Read the listing and extract each line that includes the word "limit".

■ ■ ■

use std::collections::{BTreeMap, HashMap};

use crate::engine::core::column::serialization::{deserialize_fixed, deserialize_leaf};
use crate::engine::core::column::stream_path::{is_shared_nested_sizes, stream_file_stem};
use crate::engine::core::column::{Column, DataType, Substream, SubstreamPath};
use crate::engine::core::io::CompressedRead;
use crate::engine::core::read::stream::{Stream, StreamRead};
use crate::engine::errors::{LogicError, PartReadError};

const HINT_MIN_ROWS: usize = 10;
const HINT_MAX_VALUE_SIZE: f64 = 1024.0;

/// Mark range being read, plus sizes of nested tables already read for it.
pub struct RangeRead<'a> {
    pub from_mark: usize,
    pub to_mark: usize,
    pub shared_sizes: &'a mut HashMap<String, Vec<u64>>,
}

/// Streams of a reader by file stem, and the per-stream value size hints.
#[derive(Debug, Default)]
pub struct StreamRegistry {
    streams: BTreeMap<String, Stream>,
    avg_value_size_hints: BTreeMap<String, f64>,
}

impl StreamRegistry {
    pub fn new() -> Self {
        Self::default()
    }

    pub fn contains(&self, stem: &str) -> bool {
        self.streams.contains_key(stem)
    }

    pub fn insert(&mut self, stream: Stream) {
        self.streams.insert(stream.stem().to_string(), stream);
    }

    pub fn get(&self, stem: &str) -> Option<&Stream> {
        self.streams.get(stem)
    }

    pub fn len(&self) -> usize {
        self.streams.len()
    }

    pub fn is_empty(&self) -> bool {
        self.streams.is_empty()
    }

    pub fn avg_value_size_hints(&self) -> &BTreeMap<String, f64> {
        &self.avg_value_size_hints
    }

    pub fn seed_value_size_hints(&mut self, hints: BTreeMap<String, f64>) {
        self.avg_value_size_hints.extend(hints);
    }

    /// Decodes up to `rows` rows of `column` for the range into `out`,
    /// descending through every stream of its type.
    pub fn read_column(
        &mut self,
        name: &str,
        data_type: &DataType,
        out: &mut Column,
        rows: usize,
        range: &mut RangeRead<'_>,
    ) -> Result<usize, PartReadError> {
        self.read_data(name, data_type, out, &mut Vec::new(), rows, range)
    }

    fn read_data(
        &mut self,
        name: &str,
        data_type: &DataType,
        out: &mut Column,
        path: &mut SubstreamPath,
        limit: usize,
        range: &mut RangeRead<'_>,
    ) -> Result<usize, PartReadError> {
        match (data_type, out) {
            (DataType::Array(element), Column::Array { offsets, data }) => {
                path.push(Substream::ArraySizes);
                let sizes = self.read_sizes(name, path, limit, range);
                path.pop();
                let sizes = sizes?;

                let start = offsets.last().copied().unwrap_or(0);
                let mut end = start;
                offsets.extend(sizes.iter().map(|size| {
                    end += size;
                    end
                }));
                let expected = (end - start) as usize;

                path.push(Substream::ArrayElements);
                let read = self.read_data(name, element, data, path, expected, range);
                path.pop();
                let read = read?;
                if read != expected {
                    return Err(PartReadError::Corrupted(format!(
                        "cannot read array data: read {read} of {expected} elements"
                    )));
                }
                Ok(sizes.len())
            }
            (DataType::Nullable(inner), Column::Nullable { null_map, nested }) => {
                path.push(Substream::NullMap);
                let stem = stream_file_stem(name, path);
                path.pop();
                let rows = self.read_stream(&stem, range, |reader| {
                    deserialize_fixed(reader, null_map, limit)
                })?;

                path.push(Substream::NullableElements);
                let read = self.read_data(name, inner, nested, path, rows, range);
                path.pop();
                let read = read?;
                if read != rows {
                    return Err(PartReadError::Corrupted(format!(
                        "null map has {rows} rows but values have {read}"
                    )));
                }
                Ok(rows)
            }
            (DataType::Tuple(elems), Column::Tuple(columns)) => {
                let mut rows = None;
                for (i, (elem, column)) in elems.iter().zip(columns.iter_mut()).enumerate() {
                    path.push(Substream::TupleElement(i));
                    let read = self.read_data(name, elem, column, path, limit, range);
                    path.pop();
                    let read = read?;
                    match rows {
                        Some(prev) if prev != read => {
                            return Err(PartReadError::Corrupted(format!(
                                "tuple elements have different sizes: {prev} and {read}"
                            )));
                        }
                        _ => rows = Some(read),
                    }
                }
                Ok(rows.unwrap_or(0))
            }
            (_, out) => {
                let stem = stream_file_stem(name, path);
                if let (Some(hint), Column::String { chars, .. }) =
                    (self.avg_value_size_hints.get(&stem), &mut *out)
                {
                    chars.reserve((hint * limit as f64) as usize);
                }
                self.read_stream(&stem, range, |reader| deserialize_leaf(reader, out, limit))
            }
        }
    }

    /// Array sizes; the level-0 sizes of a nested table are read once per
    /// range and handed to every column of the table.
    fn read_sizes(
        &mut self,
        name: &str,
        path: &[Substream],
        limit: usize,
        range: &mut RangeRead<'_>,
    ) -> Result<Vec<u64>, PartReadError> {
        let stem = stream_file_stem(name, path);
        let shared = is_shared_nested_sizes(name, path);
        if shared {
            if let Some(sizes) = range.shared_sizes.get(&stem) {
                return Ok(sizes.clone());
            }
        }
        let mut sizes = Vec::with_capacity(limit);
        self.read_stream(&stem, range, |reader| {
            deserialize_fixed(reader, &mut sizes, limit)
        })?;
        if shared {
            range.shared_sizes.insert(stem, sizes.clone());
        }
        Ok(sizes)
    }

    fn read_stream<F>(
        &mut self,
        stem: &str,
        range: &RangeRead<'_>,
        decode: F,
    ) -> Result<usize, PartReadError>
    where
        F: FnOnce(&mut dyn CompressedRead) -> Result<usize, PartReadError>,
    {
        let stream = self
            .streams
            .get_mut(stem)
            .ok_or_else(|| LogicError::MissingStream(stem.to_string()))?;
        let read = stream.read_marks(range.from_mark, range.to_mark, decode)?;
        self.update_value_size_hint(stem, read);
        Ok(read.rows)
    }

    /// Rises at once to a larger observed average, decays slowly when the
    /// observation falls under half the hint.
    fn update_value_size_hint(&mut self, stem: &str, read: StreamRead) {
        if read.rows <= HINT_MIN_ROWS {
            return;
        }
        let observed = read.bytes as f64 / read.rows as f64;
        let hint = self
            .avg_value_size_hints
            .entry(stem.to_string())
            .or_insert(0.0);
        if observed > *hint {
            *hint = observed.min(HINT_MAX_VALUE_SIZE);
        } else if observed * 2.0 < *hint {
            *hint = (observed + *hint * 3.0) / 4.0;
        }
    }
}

■ ■ ■

▸ Exercise response
        limit: usize,
                let sizes = self.read_sizes(name, path, limit, range);
                    deserialize_fixed(reader, null_map, limit)
                    let read = self.read_data(name, elem, column, path, limit, range);
                    chars.reserve((hint * limit as f64) as usize);
                self.read_stream(&stem, range, |reader| deserialize_leaf(reader, out, limit))
        limit: usize,
        let mut sizes = Vec::with_capacity(limit);
            deserialize_fixed(reader, &mut sizes, limit)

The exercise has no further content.